WORK TO COMPLETE:
Look through the entries below and report every line that has "notation".

DATA:
========
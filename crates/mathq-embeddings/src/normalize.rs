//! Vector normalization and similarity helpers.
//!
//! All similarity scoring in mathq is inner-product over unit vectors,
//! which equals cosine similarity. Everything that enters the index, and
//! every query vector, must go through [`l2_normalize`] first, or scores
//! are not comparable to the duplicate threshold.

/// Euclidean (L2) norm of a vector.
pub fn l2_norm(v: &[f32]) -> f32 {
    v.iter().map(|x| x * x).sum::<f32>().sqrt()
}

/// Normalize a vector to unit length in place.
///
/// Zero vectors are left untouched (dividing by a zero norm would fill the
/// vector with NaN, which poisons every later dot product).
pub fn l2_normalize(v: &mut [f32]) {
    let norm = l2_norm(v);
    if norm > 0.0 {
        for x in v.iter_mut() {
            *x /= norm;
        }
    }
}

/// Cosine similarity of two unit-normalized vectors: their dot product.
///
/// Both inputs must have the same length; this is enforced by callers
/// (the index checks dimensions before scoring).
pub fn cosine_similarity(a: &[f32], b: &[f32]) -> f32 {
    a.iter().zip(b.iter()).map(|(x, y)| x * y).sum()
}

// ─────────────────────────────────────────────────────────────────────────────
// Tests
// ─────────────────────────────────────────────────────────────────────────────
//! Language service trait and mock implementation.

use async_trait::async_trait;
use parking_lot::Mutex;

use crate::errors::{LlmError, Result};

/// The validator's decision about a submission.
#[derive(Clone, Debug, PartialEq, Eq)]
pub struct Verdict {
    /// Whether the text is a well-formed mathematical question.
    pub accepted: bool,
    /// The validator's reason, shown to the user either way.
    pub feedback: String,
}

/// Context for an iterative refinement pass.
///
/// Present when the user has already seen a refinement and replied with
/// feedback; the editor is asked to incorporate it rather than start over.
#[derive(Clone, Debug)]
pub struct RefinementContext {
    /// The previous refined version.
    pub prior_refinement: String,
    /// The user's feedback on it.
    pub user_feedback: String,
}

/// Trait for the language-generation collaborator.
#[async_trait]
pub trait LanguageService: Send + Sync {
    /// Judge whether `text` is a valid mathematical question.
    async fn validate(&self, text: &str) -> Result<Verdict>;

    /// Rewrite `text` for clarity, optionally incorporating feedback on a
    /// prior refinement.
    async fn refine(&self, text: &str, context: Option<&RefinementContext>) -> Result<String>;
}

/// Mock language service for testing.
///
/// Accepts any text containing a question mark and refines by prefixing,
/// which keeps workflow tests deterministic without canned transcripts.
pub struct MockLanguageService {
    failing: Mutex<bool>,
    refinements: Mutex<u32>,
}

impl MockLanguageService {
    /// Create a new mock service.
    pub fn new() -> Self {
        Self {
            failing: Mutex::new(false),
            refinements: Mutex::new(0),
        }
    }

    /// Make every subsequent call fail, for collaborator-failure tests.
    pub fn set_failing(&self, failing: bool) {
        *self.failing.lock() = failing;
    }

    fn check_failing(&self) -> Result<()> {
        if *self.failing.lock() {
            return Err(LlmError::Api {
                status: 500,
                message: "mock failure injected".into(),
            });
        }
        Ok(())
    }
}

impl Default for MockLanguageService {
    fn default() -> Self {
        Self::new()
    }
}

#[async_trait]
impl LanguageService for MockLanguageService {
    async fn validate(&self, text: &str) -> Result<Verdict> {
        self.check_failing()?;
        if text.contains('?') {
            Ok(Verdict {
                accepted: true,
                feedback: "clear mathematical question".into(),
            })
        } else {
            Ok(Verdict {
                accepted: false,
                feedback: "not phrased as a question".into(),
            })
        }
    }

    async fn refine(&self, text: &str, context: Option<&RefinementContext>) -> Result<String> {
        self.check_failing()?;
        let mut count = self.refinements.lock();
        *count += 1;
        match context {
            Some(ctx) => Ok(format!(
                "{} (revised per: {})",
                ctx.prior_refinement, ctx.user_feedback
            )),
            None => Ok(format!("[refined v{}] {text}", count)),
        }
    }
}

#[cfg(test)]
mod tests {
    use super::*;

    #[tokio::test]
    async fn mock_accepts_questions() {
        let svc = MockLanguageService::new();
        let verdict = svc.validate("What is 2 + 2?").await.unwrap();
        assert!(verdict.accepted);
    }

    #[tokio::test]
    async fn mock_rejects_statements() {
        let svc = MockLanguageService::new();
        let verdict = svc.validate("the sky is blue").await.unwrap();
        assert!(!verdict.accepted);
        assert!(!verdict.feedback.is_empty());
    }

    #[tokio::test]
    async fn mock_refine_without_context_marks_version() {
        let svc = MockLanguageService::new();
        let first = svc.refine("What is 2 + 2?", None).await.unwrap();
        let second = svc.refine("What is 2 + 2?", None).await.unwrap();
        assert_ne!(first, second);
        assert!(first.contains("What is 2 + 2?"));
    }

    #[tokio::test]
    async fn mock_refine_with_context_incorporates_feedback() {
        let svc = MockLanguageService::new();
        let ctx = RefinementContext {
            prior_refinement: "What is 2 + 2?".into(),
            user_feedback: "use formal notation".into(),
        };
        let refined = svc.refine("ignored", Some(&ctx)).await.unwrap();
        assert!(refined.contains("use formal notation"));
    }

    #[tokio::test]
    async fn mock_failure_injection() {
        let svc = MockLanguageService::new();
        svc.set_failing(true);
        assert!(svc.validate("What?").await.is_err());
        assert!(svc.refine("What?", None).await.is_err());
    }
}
========
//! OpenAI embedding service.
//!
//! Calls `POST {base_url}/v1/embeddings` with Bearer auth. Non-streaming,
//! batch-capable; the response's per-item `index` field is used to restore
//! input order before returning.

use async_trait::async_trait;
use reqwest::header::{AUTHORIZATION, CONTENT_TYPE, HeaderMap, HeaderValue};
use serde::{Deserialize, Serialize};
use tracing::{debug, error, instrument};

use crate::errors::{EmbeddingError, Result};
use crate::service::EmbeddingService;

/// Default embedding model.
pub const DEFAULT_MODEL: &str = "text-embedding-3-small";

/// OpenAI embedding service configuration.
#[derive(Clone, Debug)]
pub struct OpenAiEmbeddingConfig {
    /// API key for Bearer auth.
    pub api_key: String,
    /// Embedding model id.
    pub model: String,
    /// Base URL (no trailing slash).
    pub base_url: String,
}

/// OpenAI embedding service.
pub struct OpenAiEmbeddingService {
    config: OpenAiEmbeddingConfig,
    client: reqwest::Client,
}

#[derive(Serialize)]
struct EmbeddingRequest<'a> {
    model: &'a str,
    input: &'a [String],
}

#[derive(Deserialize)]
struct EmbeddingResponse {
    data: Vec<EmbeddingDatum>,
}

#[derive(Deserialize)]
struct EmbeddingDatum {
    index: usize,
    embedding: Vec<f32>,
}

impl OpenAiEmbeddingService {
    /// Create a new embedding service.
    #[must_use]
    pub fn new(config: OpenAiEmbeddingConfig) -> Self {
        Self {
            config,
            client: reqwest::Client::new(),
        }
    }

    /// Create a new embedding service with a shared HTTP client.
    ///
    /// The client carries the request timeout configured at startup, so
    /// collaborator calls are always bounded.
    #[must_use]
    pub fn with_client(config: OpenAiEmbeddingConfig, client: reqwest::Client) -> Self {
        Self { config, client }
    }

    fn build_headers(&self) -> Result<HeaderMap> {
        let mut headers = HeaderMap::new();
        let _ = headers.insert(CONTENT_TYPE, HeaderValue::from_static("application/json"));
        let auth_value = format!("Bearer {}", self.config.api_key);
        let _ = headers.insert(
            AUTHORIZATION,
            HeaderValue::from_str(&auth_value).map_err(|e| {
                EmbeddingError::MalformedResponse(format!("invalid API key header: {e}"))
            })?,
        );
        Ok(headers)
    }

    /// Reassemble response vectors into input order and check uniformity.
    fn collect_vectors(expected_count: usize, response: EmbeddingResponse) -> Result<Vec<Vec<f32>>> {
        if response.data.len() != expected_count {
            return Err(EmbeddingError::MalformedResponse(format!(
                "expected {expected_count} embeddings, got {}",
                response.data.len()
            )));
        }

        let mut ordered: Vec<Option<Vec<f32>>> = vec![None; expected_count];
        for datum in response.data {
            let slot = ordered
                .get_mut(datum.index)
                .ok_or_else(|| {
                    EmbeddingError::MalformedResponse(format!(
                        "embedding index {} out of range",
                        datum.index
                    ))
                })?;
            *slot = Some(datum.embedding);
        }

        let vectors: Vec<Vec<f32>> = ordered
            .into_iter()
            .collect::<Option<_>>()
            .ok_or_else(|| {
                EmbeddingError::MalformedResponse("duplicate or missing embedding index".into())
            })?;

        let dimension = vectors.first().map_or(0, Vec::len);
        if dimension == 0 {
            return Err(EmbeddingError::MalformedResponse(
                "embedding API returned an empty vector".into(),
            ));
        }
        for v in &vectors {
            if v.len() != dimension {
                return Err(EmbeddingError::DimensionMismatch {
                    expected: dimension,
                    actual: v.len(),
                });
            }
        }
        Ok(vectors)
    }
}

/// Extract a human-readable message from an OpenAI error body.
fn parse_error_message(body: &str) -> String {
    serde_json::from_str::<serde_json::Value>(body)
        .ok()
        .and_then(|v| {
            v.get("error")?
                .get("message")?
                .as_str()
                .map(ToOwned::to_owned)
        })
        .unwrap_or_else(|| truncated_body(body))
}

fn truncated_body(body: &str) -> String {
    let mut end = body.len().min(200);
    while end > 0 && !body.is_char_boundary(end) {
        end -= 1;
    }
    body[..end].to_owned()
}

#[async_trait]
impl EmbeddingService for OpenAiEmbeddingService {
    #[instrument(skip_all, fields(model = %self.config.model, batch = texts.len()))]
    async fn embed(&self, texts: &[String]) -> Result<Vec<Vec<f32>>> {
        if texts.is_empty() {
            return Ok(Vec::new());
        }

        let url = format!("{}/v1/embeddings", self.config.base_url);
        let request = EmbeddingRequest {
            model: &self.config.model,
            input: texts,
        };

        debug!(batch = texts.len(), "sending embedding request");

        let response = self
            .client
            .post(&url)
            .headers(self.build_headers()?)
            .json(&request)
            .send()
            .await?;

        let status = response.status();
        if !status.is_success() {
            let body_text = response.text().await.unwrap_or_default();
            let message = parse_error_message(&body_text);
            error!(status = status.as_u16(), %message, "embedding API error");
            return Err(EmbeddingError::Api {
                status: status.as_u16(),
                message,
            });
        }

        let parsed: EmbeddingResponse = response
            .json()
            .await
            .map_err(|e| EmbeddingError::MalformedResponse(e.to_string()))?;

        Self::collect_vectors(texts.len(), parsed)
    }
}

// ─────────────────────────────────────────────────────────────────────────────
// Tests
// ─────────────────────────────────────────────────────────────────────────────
========
RESPONSE FOR THIS EXERCISE:
            user_feedback: "use formal notation".into(),
        assert!(refined.contains("use formal notation"));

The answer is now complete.